The ball nut took away some movement in the Y axis.  I am getting right around 3.9 inches now.  I will break out the grinder and remove some material from the base to get that back.  I should be able to get to 4.75 easily, maybe 5 if I really push it.  The X is getting 9.75 without overtraveling the ways, and maybe 10.5" while overtraveling one direction safely.
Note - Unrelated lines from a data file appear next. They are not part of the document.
//! # Board-level registration
//!
//! Obtains the ADC device and registers it with the driver framework under a
//! device path such as `/dev/adc0`.

use core::fmt::Write;

use heapless::String;

use crate::{
    Error,
    device::{self, AdcDevice},
};

/// Capacity of a path built by [`device_path`].
pub const DEVICE_PATH_LEN: usize = 16;

/// Default registration path, from `ESP32_ADC_CONFIG_DEFAULT_DEVICE_PATH`.
pub const DEFAULT_DEVICE_PATH: &str =
    esp_config::esp_config_str!("ESP32_ADC_CONFIG_DEFAULT_DEVICE_PATH");

/// The driver framework's device registry.
pub trait AdcRegistry {
    /// Registers `device` under `path`.
    ///
    /// On failure, returns the framework's negated errno value.
    fn register(&mut self, path: &str, device: &'static AdcDevice) -> Result<(), i32>;
}

/// Builds the device path `/dev/adcN`.
pub fn device_path(n: u8) -> String<DEVICE_PATH_LEN> {
    let mut path = String::new();
    // "/dev/adc" plus at most three digits always fits.
    let _ = write!(path, "/dev/adc{}", n);
    path
}

/// Initializes the ADC and registers it at `path`.
pub fn initialize(path: &str, registry: &mut impl AdcRegistry) -> Result<(), Error> {
    register_device(path, Some(device::initialize()), registry)
}

/// Initializes the ADC and registers it at [`DEFAULT_DEVICE_PATH`].
pub fn initialize_default(registry: &mut impl AdcRegistry) -> Result<(), Error> {
    initialize(DEFAULT_DEVICE_PATH, registry)
}

fn register_device(
    path: &str,
    device: Option<&'static AdcDevice>,
    registry: &mut impl AdcRegistry,
) -> Result<(), Error> {
    let Some(device) = device else {
        return Err(Error::DeviceUnavailable);
    };

    registry.register(path, device).map_err(|code| {
        error!("Error registering ADC at {}: {}", path, code);
        Error::Registration(code)
    })
}
use esp_config::{ConfigOption, DisplayHint, Stability, Value, generate_config};

fn main() {
    // emit config
    generate_config(
        "esp32-adc",
        &[ConfigOption {
            name: "default-device-path".to_string(),
            description: "Device path used by `board::initialize_default` when registering \
            the ADC with the driver framework."
                .to_string(),
            default_value: Value::String(String::from("/dev/adc0")),
            constraint: None,
            stability: Stability::Stable("0.1.0".to_string()),
            active: true,
            display_hint: DisplayHint::None,
        }],
        true,
        true,
    );
}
When I finish the Z, I should gain 1.5" of travel at the top. 

The X and Y have no trouble rapiding at 108 IPM, and when setting up, it was able to get to 5 inches/sec (300 IPM) before it started to stall, but it didn't seem to be going that fast.  I may have been losing steps at some point.  Though 100 IPM is plenty for me. 

I still have a good bit of work to do, and I will have a lot of questions.  I am going to do the hoss pneumatic tool changer once I finish the Z axis and I got a 1.5"x36" piece of 4140 for christmas to make a bunch of tool holders.  
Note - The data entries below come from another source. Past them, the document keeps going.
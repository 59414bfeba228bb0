//! # SAR ADC configuration
//!
//! ## Overview
//!
//! [`SarAdc`] programs the sample width of a unit and the input attenuation
//! of individual channels. It owns a [`RegisterAccess`] backend, and every
//! operation that changes a register takes `&mut self`, so a configuration
//! sequence can only run from the context that holds the driver.
//!
//! To configure the ADC from more than one context (for example a task and
//! an interrupt handler), put the driver in a [`SharedSarAdc`] and scope each
//! sequence with [`SharedSarAdc::lock`].
//!
//! ## Examples
//!
//! ```rust, no_run
//! # use esp32_adc::{Attenuation, Mmio, SarAdc, Unit, Width};
//! let mut adc = SarAdc::new(Mmio::take().unwrap());
//!
//! adc.set_width(Unit::Adc1, Width::_12Bit);
//! adc.set_attenuation(3, Attenuation::_6dB)?;
//!
//! assert_eq!(Width::_12Bit, adc.width(Unit::Adc1));
//! # Ok::<(), esp32_adc::Error>(())
//! ```

use core::cell::RefCell;

use critical_section::Mutex;

use crate::{
    Error,
    channel::{Channel, Unit},
    register::{Register, RegisterAccess},
};

/// The attenuation of an ADC channel.
///
/// The effective measurement range for a given attenuation is listed in the
/// "ADC Characteristics" section of the ESP32 datasheet.
#[derive(Debug, Clone, Copy, PartialEq, Eq, Hash)]
#[cfg_attr(feature = "defmt", derive(defmt::Format))]
pub enum Attenuation {
    /// 0dB attenuation
    _0dB   = 0b00,
    /// 2.5dB attenuation
    _2p5dB = 0b01,
    /// 6dB attenuation
    _6dB   = 0b10,
    /// 11dB attenuation
    _11dB  = 0b11,
}

impl TryFrom<u8> for Attenuation {
    type Error = Error;

    fn try_from(value: u8) -> Result<Self, Self::Error> {
        match value {
            0b00 => Ok(Attenuation::_0dB),
            0b01 => Ok(Attenuation::_2p5dB),
            0b10 => Ok(Attenuation::_6dB),
            0b11 => Ok(Attenuation::_11dB),
            _ => Err(Error::InvalidValue),
        }
    }
}

/// The sampling/readout width of an ADC unit.
#[derive(Debug, Default, Clone, Copy, PartialEq, Eq, Hash)]
#[cfg_attr(feature = "defmt", derive(defmt::Format))]
pub enum Width {
    /// 9-bit samples
    _9Bit  = 0b00,
    /// 10-bit samples
    _10Bit = 0b01,
    /// 11-bit samples
    _11Bit = 0b10,
    /// 12-bit samples
    #[default]
    _12Bit = 0b11,
}

impl Width {
    /// Number of bits per sample.
    pub const fn bits(self) -> u8 {
        9 + self as u8
    }
}

impl TryFrom<u8> for Width {
    type Error = Error;

    fn try_from(value: u8) -> Result<Self, Self::Error> {
        match value {
            0b00 => Ok(Width::_9Bit),
            0b01 => Ok(Width::_10Bit),
            0b10 => Ok(Width::_11Bit),
            0b11 => Ok(Width::_12Bit),
            _ => Err(Error::InvalidValue),
        }
    }
}

/// Configuration of one ADC unit.
#[derive(Debug, Clone, Copy, PartialEq, Eq)]
#[cfg_attr(feature = "defmt", derive(defmt::Format))]
pub struct AdcConfig {
    unit: Unit,
    width: Width,
    attenuations: [Option<Attenuation>; 10],
}

impl AdcConfig {
    /// Creates a configuration for `unit` with the default width and no
    /// channel enabled.
    pub const fn new(unit: Unit) -> Self {
        Self {
            unit,
            width: Width::_12Bit,
            attenuations: [None; 10],
        }
    }

    /// The unit this configuration applies to.
    pub const fn unit(&self) -> Unit {
        self.unit
    }

    /// Sets the sample width.
    pub const fn with_width(mut self, width: Width) -> Self {
        self.width = width;
        self
    }

    /// The sample width.
    pub const fn width(&self) -> Width {
        self.width
    }

    /// Enables `channel` with the given attenuation.
    ///
    /// Fails with [`Error::InvalidChannel`] if the channel belongs to the
    /// other unit.
    pub fn enable_channel(&mut self, channel: Channel, attenuation: Attenuation) -> Result<(), Error> {
        if channel.unit() != self.unit {
            return Err(Error::InvalidChannel);
        }

        self.attenuations[channel.index() as usize] = Some(attenuation);
        Ok(())
    }

    /// The attenuation configured for `channel`, if it is enabled.
    pub fn attenuation(&self, channel: Channel) -> Option<Attenuation> {
        if channel.unit() != self.unit {
            return None;
        }

        self.attenuations[channel.index() as usize]
    }

    /// Iterates over the enabled channels and their attenuation.
    pub fn channels(&self) -> impl Iterator<Item = (Channel, Attenuation)> + '_ {
        Channel::all(self.unit).filter_map(|channel| {
            self.attenuations[channel.index() as usize].map(|attenuation| (channel, attenuation))
        })
    }
}

/// SAR ADC configuration driver.
#[derive(Debug)]
pub struct SarAdc<R> {
    regs: R,
}

impl<R> SarAdc<R>
where
    R: RegisterAccess,
{
    /// Creates a driver operating on `regs`.
    pub const fn new(regs: R) -> Self {
        Self { regs }
    }

    /// Sets the sample width of `unit`.
    ///
    /// Both the conversion width in `SENS_SAR_START_FORCE_REG` and the
    /// readout width in the unit's read control register are updated.
    pub fn set_width(&mut self, unit: Unit, width: Width) {
        debug!("{:?}: width {:?}", unit, width);

        unit.bit_width_field().set(&mut self.regs, width as u32);
        unit.sample_bit_field().set(&mut self.regs, width as u32);
    }

    /// Returns the readout width currently programmed for `unit`.
    pub fn width(&self, unit: Unit) -> Width {
        match unit.sample_bit_field().get(&self.regs) {
            0b00 => Width::_9Bit,
            0b01 => Width::_10Bit,
            0b10 => Width::_11Bit,
            _ => Width::_12Bit,
        }
    }

    /// Sets the attenuation of the channel with ordinal `channel`.
    ///
    /// Ordinals 1–8 select a slot in `SENS_SAR_ATTEN1_REG`, 11–20 a slot in
    /// `SENS_SAR_ATTEN2_REG`. Any other ordinal fails with
    /// [`Error::InvalidChannel`] and leaves the registers untouched.
    pub fn set_attenuation(&mut self, channel: u8, attenuation: Attenuation) -> Result<(), Error> {
        let channel = Channel::new(channel)?;
        self.set_channel_attenuation(channel, attenuation);
        Ok(())
    }

    /// Sets the attenuation of `channel`.
    pub fn set_channel_attenuation(&mut self, channel: Channel, attenuation: Attenuation) {
        debug!("channel {}: attenuation {:?}", channel.ordinal(), attenuation);

        channel
            .attenuation_field()
            .set(&mut self.regs, attenuation as u32);
    }

    /// Returns the attenuation currently programmed for `channel`.
    pub fn attenuation(&self, channel: Channel) -> Attenuation {
        match channel.attenuation_field().get(&self.regs) {
            0b00 => Attenuation::_0dB,
            0b01 => Attenuation::_2p5dB,
            0b10 => Attenuation::_6dB,
            _ => Attenuation::_11dB,
        }
    }

    /// Programs the width and every enabled channel of `config`.
    ///
    /// Channels that are not enabled keep their current attenuation.
    pub fn apply(&mut self, config: &AdcConfig) {
        self.set_width(config.unit(), config.width());

        for (channel, attenuation) in config.channels() {
            self.set_channel_attenuation(channel, attenuation);
        }
    }

    /// Reads a raw register.
    pub fn read_register(&self, register: Register) -> u32 {
        self.regs.read(register)
    }

    /// Shared access to the register backend.
    pub fn registers(&self) -> &R {
        &self.regs
    }

    /// Returns the register backend.
    pub fn release(self) -> R {
        self.regs
    }
}

/// A [`SarAdc`] that can be configured from multiple contexts.
///
/// Each [`lock`](Self::lock) call runs inside a critical section, so no two
/// read-modify-write sequences on the SENS registers can interleave.
pub struct SharedSarAdc<R> {
    inner: Mutex<RefCell<SarAdc<R>>>,
}

impl<R> SharedSarAdc<R>
where
    R: RegisterAccess,
{
    /// Wraps `adc` for shared use.
    pub const fn new(adc: SarAdc<R>) -> Self {
        Self {
            inner: Mutex::new(RefCell::new(adc)),
        }
    }

    /// Runs `f` with exclusive access to the driver.
    ///
    /// # Panics
    ///
    /// Panics if called reentrantly from within `f`.
    pub fn lock<T>(&self, f: impl FnOnce(&mut SarAdc<R>) -> T) -> T {
        critical_section::with(|cs| f(&mut self.inner.borrow_ref_mut(cs)))
    }
}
Here is what I have done so far.



Here are the parts I have made for the Z axis so far.



Here is the whole set up on the bench.



This video shows the X and Y axis motion.





Here is a facing cut in 6061 aluminum at 60 IPM and .003" depth of cut.





Here is another cut, roughly .5" deep at I think .01" wide.  Please pardon the overlay and the vertical video. 





Im happy to answer and questions and I am open to tips and suggestions if anyone has them.


----------



## shooter123456 (Jan 12, 2017)

I got the Z axis stepper and ball screw mounted up and attached yesterday.  The ball screw I got for it is oversized, but it doesn't look like it will get in the way of anything so I am not going to mess with it.  I couldn't figure out how to remove the Z axis rack and pinion handle to make some measurements for a block to attach the nut and the head.  I have a big block of scrap aluminum (the one seen in the test cuts) that I will probably square up and bolt to the side of the head, then take a piece of 3/8" aluminum bar, drill and tap to attach the nut, then bolt it to the protruding block.  It will limit (or eliminate) the ability to adjust the Z axis gib screws so I will have to learn to live with that or come up with a better way.  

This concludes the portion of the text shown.